A High Court patent case between two energy companies providing conversion of natural gas into liquid fuel was settled in favour of Velocys yesterday over its rival CompactGTL.
The patent case victory sent shares in Aim-listed Velocys 5.2 per cent higher during trading yesterday to hit a record high of 248p, before falling back to close at 236.88p,
The case, filed by Velocys in March 2013, concerned an infringement claim against CompactGTL in relation to smaller scale Fischer-Tropsch technology, involved in gas- to-liquid (GTL) conversion.
Yesterday the judgement in the case between the two rivals, both based in Abingdon, Berkshire, found in favour of Velocys, which is part-funded by Russian billionaire and Chelsea Football Club owner Roman Abramovich.
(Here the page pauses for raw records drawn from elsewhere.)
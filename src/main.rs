use anyhow::{bail, Context};
use candlebot::config::{init_logging, Settings};
use candlebot::feed::{parse_timeframe, CsvFeed, MarketScenario, PairFeed, SyntheticDataGenerator, SyntheticFeed};
use candlebot::notification::LogNotifier;
use candlebot::storage::{FileStorage, Storage};
use candlebot::strategy::{EmaCross, TrailingStopStrategy};
use candlebot::{Bot, PaperWallet, PairTable, Strategy};
use clap::{Parser, Subcommand, ValueEnum};
use std::path::PathBuf;
use std::sync::Arc;
use std::time::Duration;

#[derive(Parser)]
#[command(name = "candlebot")]
#[command(about = "Candle-driven strategy runner with a paper exchange", long_about = None)]
struct Cli {
    /// Settings file (TOML)
    #[arg(short, long, global = true)]
    config: Option<PathBuf>,

    /// Log filter, overrides the settings file
    #[arg(long, global = true)]
    log_level: Option<String>,

    /// Traded pairs, comma separated
    #[arg(long, global = true, value_delimiter = ',')]
    pairs: Vec<String>,

    /// Starting balance in the base coin
    #[arg(long, global = true)]
    balance: Option<f64>,

    /// Strategy timeframe
    #[arg(long, global = true)]
    timeframe: Option<String>,

    #[arg(long, global = true, value_enum, default_value = "ema-cross")]
    strategy: StrategyKind,

    #[command(subcommand)]
    command: Commands,
}

#[derive(Subcommand)]
enum Commands {
    /// Replay historical candles from CSV files or a generated market
    Backtest {
        /// Historical file as PAIR=PATH, repeatable; adds to the configured feeds
        #[arg(long = "feed")]
        feeds: Vec<String>,

        /// Timeframe of the files given with --feed
        #[arg(long, default_value = "1h")]
        feed_timeframe: String,

        /// Generate the market instead of reading files
        #[arg(long)]
        scenario: Option<String>,

        /// Generated bars per pair
        #[arg(long, default_value_t = 500)]
        candles: usize,

        #[arg(long, default_value_t = 42)]
        seed: u64,
    },
    /// Paper trade against a generated market in real time
    Paper {
        #[arg(long, default_value = "sideways")]
        scenario: String,

        /// Live bars per pair
        #[arg(long, default_value_t = 200)]
        bars: usize,

        /// Wall time per bar in milliseconds
        #[arg(long, default_value_t = 500)]
        tick_ms: u64,

        #[arg(long, default_value_t = 7)]
        seed: u64,
    },
}

#[derive(Debug, Clone, Copy, ValueEnum)]
enum StrategyKind {
    EmaCross,
    Trailing,
}

fn build_strategy(kind: StrategyKind, timeframe: &str) -> Arc<dyn Strategy> {
    match kind {
        StrategyKind::EmaCross => Arc::new(EmaCross::new(timeframe)),
        StrategyKind::Trailing => Arc::new(TrailingStopStrategy::new(timeframe)),
    }
}

fn apply_overrides(settings: &mut Settings, cli: &Cli) {
    if let Some(level) = &cli.log_level {
        settings.log.level = level.clone();
    }
    if !cli.pairs.is_empty() {
        settings.pairs = cli.pairs.iter().map(|p| p.to_uppercase()).collect();
    }
    if let Some(balance) = cli.balance {
        settings.initial_balance = balance;
    }
    if let Some(timeframe) = &cli.timeframe {
        settings.timeframe = timeframe.clone();
    }
}

fn parse_feed(raw: &str, timeframe: &str) -> anyhow::Result<PairFeed> {
    let Some((pair, file)) = raw.split_once('=') else {
        bail!("feed '{}' must look like PAIR=PATH", raw);
    };
    Ok(PairFeed {
        pair: pair.to_uppercase(),
        file: PathBuf::from(file),
        timeframe: timeframe.to_string(),
    })
}

fn open_storage(settings: &Settings) -> anyhow::Result<Option<Arc<dyn Storage>>> {
    match &settings.storage.path {
        Some(path) => {
            let storage: Arc<dyn Storage> = Arc::new(
                FileStorage::open(path)
                    .with_context(|| format!("opening storage {}", path.display()))?,
            );
            Ok(Some(storage))
        }
        None => Ok(None),
    }
}

fn paper_wallet(settings: &Settings, pairs: &Arc<PairTable>) -> PaperWallet {
    PaperWallet::new(&settings.base_coin, pairs.clone())
        .with_asset(&settings.base_coin, settings.initial_balance)
        .with_fees(settings.fees.maker, settings.fees.taker)
}

async fn run_bot(settings: &Settings, bot: Bot) -> anyhow::Result<()> {
    tokio::select! {
        result = bot.run() => result.context("bot run failed")?,
        _ = tokio::signal::ctrl_c() => {
            tracing::info!("⚠️  Received Ctrl+C, shutting down...");
        }
    }

    bot.stop().await;
    println!("\n📊 {} {} | {}", settings.base_coin, settings.timeframe, settings.pairs.join(", "));
    bot.summary();
    Ok(())
}

#[tokio::main]
async fn main() -> anyhow::Result<()> {
    dotenvy::dotenv().ok();
    let cli = Cli::parse();

    let mut settings = Settings::load(cli.config.as_deref()).context("loading settings")?;
    apply_overrides(&mut settings, &cli);
    parse_timeframe(&settings.timeframe)?;
    init_logging(&settings.log)?;

    tracing::info!("🚀 candlebot starting");

    let pair_table = Arc::new(PairTable::with_quote_fallback());
    let strategy = build_strategy(cli.strategy, &settings.timeframe);
    let storage = open_storage(&settings)?;

    match &cli.command {
        Commands::Backtest {
            feeds,
            feed_timeframe,
            scenario,
            candles,
            seed,
        } => {
            let feed = match scenario {
                Some(scenario) => {
                    let scenario: MarketScenario = scenario.parse()?;
                    let minutes = parse_timeframe(&settings.timeframe)?.num_minutes().max(1);
                    let mut generated = settings.pairs.iter().enumerate().map(|(i, pair)| {
                        let bars = SyntheticDataGenerator::new(seed + i as u64)
                            .for_pair(pair)
                            .generate(scenario, *candles, minutes);
                        (pair, bars)
                    });

                    let (first, data) = generated.next().context("no pairs to generate")?;
                    let feed = CsvFeed::from_candles(first, &settings.timeframe, data, &settings.timeframe)?;
                    for (pair, data) in generated {
                        feed.add_candles(pair, &settings.timeframe, data, &settings.timeframe)?;
                    }
                    feed
                }
                None => {
                    let mut pair_feeds = settings.pair_feeds();
                    for raw in feeds {
                        pair_feeds.push(parse_feed(raw, feed_timeframe)?);
                    }
                    if pair_feeds.is_empty() {
                        bail!("no historical data: pass --feed PAIR=PATH or --scenario");
                    }
                    settings.pairs = pair_feeds.iter().map(|f| f.pair.clone()).collect();
                    settings.pairs.sort();
                    settings.pairs.dedup();
                    CsvFeed::new(&settings.timeframe, pair_feeds).context("loading historical candles")?
                }
            };

            let wallet = Arc::new(paper_wallet(&settings, &pair_table).with_feeder(Arc::new(feed)));
            let mut builder = Bot::builder(&settings.pairs, strategy, wallet, pair_table)
                .notifier(Arc::new(LogNotifier))
                .poll_interval(settings.poll_interval())
                .backtest(true);
            if let Some(storage) = storage {
                builder = builder.storage(storage);
            }
            run_bot(&settings, builder.build()).await
        }
        Commands::Paper {
            scenario,
            bars,
            tick_ms,
            seed,
        } => {
            let scenario: MarketScenario = scenario.parse()?;
            let feed = SyntheticFeed::new(&settings.timeframe, Duration::from_millis(*tick_ms))?;
            let history = strategy.warmup_period().max(1) * 2;
            for (i, pair) in settings.pairs.iter().enumerate() {
                feed.add_pair(pair, scenario, seed + i as u64, history, *bars)?;
            }

            let wallet = Arc::new(paper_wallet(&settings, &pair_table).with_feeder(Arc::new(feed)));
            let mut builder = Bot::builder(&settings.pairs, strategy, wallet, pair_table)
                .notifier(Arc::new(LogNotifier))
                .poll_interval(settings.poll_interval());
            if let Some(storage) = storage {
                builder = builder.storage(storage);
            }
            run_bot(&settings, builder.build()).await
        }
    }
}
Velocys chief executive Roy Lipski welcomed the court judgement, and said: “This ruling provides important guidance to the industry, just when the market for smaller scale GTL begins taking off.”
CompactGTL, which has former BP boss Tony Hayward as its non-executive chairman, said yesterday that it would appeal against the ruling.
CompactGTL added it would not affect its current business, as it related to activities no longer being carried out by the company.
In February 2014 Hayward and former JP Morgan banker Ian Hannam worked together to bail out and restructure CompactGTL. It also this year announced a project to build a small scale GTL plant in Kazakhstan, to start operating in 2017.